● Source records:
=======

//! IssueTrackerChannel - opens an issue through a GitHub-compatible REST API

use std::time::Instant;

use contracts::{
    DeliveryMethod, FeedbackChannel, FeedbackError, FeedbackRecord, IssueTrackerSettings,
};
use reqwest::header::{ACCEPT, USER_AGENT};
use serde::Serialize;
use tracing::{debug, error, instrument};

use super::{describe_failure, provider_url, require_setting};

const GITHUB_ACCEPT: &str = "application/vnd.github+json";
const GITHUB_API_VERSION: &str = "2022-11-28";
const FEEDBACK_LABEL: &str = "feedback";

/// Issue creation request
#[derive(Debug, Serialize)]
struct CreateIssueRequest<'a> {
    title: &'a str,
    body: &'a str,
    labels: Vec<&'a str>,
}

/// Channel that files each submission as an issue
pub struct IssueTrackerChannel {
    settings: IssueTrackerSettings,
    site_name: String,
    client: reqwest::Client,
}

impl IssueTrackerChannel {
    /// Create a new IssueTrackerChannel
    pub fn new(
        settings: IssueTrackerSettings,
        site_name: impl Into<String>,
        client: reqwest::Client,
    ) -> Self {
        Self {
            settings,
            site_name: site_name.into(),
            client,
        }
    }
}

/// `feedback` plus the raw reaction, when there is one
fn issue_labels(record: &FeedbackRecord) -> Vec<&str> {
    let mut labels = vec![FEEDBACK_LABEL];
    if !record.reaction.is_empty() {
        labels.push(record.reaction.as_str());
    }
    labels
}

impl FeedbackChannel for IssueTrackerChannel {
    fn method(&self) -> DeliveryMethod {
        DeliveryMethod::IssueTracker
    }

    fn check_preconditions(&self) -> Result<(), FeedbackError> {
        require_setting(DeliveryMethod::IssueTracker, "token", &self.settings.token)?;
        require_setting(DeliveryMethod::IssueTracker, "repo", &self.settings.repo)?;
        require_setting(DeliveryMethod::IssueTracker, "owner", &self.settings.owner)?;
        Ok(())
    }

    #[instrument(
        name = "issue_tracker_channel_deliver",
        skip(self, record),
        fields(channel = "issue-tracker", owner = %self.settings.owner, repo = %self.settings.repo)
    )]
    async fn deliver(&self, record: &FeedbackRecord) -> Result<(), FeedbackError> {
        let url = provider_url(
            DeliveryMethod::IssueTracker,
            &self.settings.api_base,
            &[
                "repos",
                self.settings.owner.trim(),
                self.settings.repo.trim(),
                "issues",
            ],
        )?;
        let content = render::render_issue(record, &self.site_name);

        let request = CreateIssueRequest {
            title: &content.title,
            body: &content.body,
            labels: issue_labels(record),
        };

        let started = Instant::now();
        let response = self
            .client
            .post(url)
            .bearer_auth(self.settings.token.trim())
            .header(ACCEPT, GITHUB_ACCEPT)
            .header("X-GitHub-Api-Version", GITHUB_API_VERSION)
            .header(USER_AGENT, concat!("feedback-relay/", env!("CARGO_PKG_VERSION")))
            .json(&request)
            .send()
            .await
            .map_err(|e| {
                error!(error = %e, "Issue tracker unreachable");
                FeedbackError::delivery(DeliveryMethod::IssueTracker, e.to_string())
            })?;

        let status = response.status();
        observability::record_provider_status(DeliveryMethod::IssueTracker, status.as_u16());
        observability::record_delivery_latency_ms(
            DeliveryMethod::IssueTracker,
            started.elapsed().as_secs_f64() * 1000.0,
        );

        if !status.is_success() {
            let detail = describe_failure(response).await;
            error!(detail = %detail, "Issue tracker API error");
            return Err(FeedbackError::delivery(DeliveryMethod::IssueTracker, detail));
        }

        debug!(status = status.as_u16(), "Feedback issue created");
        Ok(())
    }
}

#[cfg(test)]
mod tests {
    use super::*;
    use crate::channels::fake_provider::FakeProvider;

    fn settings(api_base: &str) -> IssueTrackerSettings {
        IssueTrackerSettings {
            token: "ghp_test".into(),
            owner: "acme".into(),
            repo: "site".into(),
            api_base: api_base.into(),
        }
    }

    fn record(reaction: &str) -> FeedbackRecord {
        FeedbackRecord {
            topic: "Search".into(),
            reaction: reaction.into(),
            message: "Could not find <i>anything</i>".into(),
            ..Default::default()
        }
    }

    #[test]
    fn test_labels_include_raw_reaction() {
        assert_eq!(issue_labels(&record("Neutral")), vec!["feedback", "Neutral"]);
        assert_eq!(issue_labels(&record("")), vec!["feedback"]);
    }

    #[test]
    fn test_preconditions() {
        let client = reqwest::Client::new();
        let ok = IssueTrackerChannel::new(settings("http://127.0.0.1:1"), "Acme", client.clone());
        assert!(ok.check_preconditions().is_ok());

        let mut missing_owner = settings("http://127.0.0.1:1");
        missing_owner.owner = "  ".into();
        let channel = IssueTrackerChannel::new(missing_owner, "Acme", client);
        let err = channel.check_preconditions().unwrap_err();
        assert!(err.to_string().contains("'owner'"), "got: {err}");
    }

    #[tokio::test]
    async fn test_deliver_creates_issue() {
        let provider = FakeProvider::start(201).await;
        let channel =
            IssueTrackerChannel::new(settings(&provider.base_url), "Acme", reqwest::Client::new());

        channel.deliver(&record("Unsatisfied")).await.unwrap();

        let requests = provider.requests();
        assert_eq!(requests.len(), 1);
        let sent = &requests[0];
        assert_eq!(sent.path, "/repos/acme/site/issues");
        assert_eq!(sent.headers.get("authorization").unwrap(), "Bearer ghp_test");
        assert_eq!(sent.headers.get("accept").unwrap(), GITHUB_ACCEPT);
        assert_eq!(
            sent.headers.get("x-github-api-version").unwrap(),
            GITHUB_API_VERSION
        );
        assert_eq!(sent.body["title"], "[Feedback] Acme");
        assert_eq!(sent.body["labels"], serde_json::json!(["feedback", "Unsatisfied"]));
        let body = sent.body["body"].as_str().unwrap();
        assert!(body.contains("| **Message** | Could not find anything |"));
    }

    #[tokio::test]
    async fn test_non_success_is_delivery_error() {
        let provider = FakeProvider::start(404).await;
        let channel =
            IssueTrackerChannel::new(settings(&provider.base_url), "Acme", reqwest::Client::new());

        let err = channel.deliver(&record("Neutral")).await.unwrap_err();
        assert!(matches!(err, FeedbackError::Delivery { .. }));
        assert!(err.to_string().contains("404"));
    }
}
//! # Config Loader
//!
//! Configuration loading and parsing.
//!
//! Responsibilities:
//! - Parse TOML/JSON configuration files
//! - Validate configuration legality
//! - Produce a `RelayConfig`
//!
//! # Example
//!
//! ```no_run
//! use config_loader::ConfigLoader;
//! use std::path::Path;
//!
//! let config = ConfigLoader::load_from_path(Path::new("feedback-relay.toml")).unwrap();
//! println!("Method: {}", config.delivery.method);
//! ```

mod parser;
mod validator;

pub use contracts::RelayConfig;
pub use parser::ConfigFormat;

use contracts::FeedbackError;
use std::path::Path;

/// Configuration loader
///
/// Provides static methods to load configuration from files or strings.
pub struct ConfigLoader;

impl ConfigLoader {
    /// Load configuration from file path
    ///
    /// Automatically detects format from file extension (.toml / .json).
    ///
    /// # Errors
    /// - File read failure
    /// - Unsupported format
    /// - Parse failure
    /// - Validation failure
    pub fn load_from_path(path: &Path) -> Result<RelayConfig, FeedbackError> {
        let format = Self::detect_format(path)?;
        let content = Self::read_file(path)?;
        Self::load_from_str(&content, format)
    }

    /// Load configuration from string
    pub fn load_from_str(
        content: &str,
        format: ConfigFormat,
    ) -> Result<RelayConfig, FeedbackError> {
        let config = parser::parse(content, format)?;
        validator::validate(&config)?;
        Ok(config)
    }

    /// Re-run validation, e.g. after CLI overrides were applied
    pub fn validate(config: &RelayConfig) -> Result<(), FeedbackError> {
        validator::validate(config)
    }

    /// Serialize RelayConfig to TOML string
    pub fn to_toml(config: &RelayConfig) -> Result<String, FeedbackError> {
        toml::to_string_pretty(config)
            .map_err(|e| FeedbackError::config_parse(format!("TOML serialize error: {e}")))
    }

    /// Serialize RelayConfig to JSON string
    pub fn to_json(config: &RelayConfig) -> Result<String, FeedbackError> {
        serde_json::to_string_pretty(config)
            .map_err(|e| FeedbackError::config_parse(format!("JSON serialize error: {e}")))
    }
}

impl ConfigLoader {
    /// Infer configuration format from file extension
    fn detect_format(path: &Path) -> Result<ConfigFormat, FeedbackError> {
        let ext = path.extension().and_then(|e| e.to_str()).ok_or_else(|| {
            FeedbackError::config_parse("cannot determine file format from extension")
        })?;

        ConfigFormat::from_extension(ext).ok_or_else(|| {
            FeedbackError::config_parse(format!("unsupported config format: .{ext}"))
        })
    }

    /// Read configuration file content
    fn read_file(path: &Path) -> Result<String, FeedbackError> {
        Ok(std::fs::read_to_string(path)?)
    }
}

=======

● What you will do: Wherever "FeedbackRecord" turns up in the records, copy the whole line.

● Reply:
    DeliveryMethod, FeedbackChannel, FeedbackError, FeedbackRecord, IssueTrackerSettings,
fn issue_labels(record: &FeedbackRecord) -> Vec<&str> {
    async fn deliver(&self, record: &FeedbackRecord) -> Result<(), FeedbackError> {
    fn record(reaction: &str) -> FeedbackRecord {
        FeedbackRecord {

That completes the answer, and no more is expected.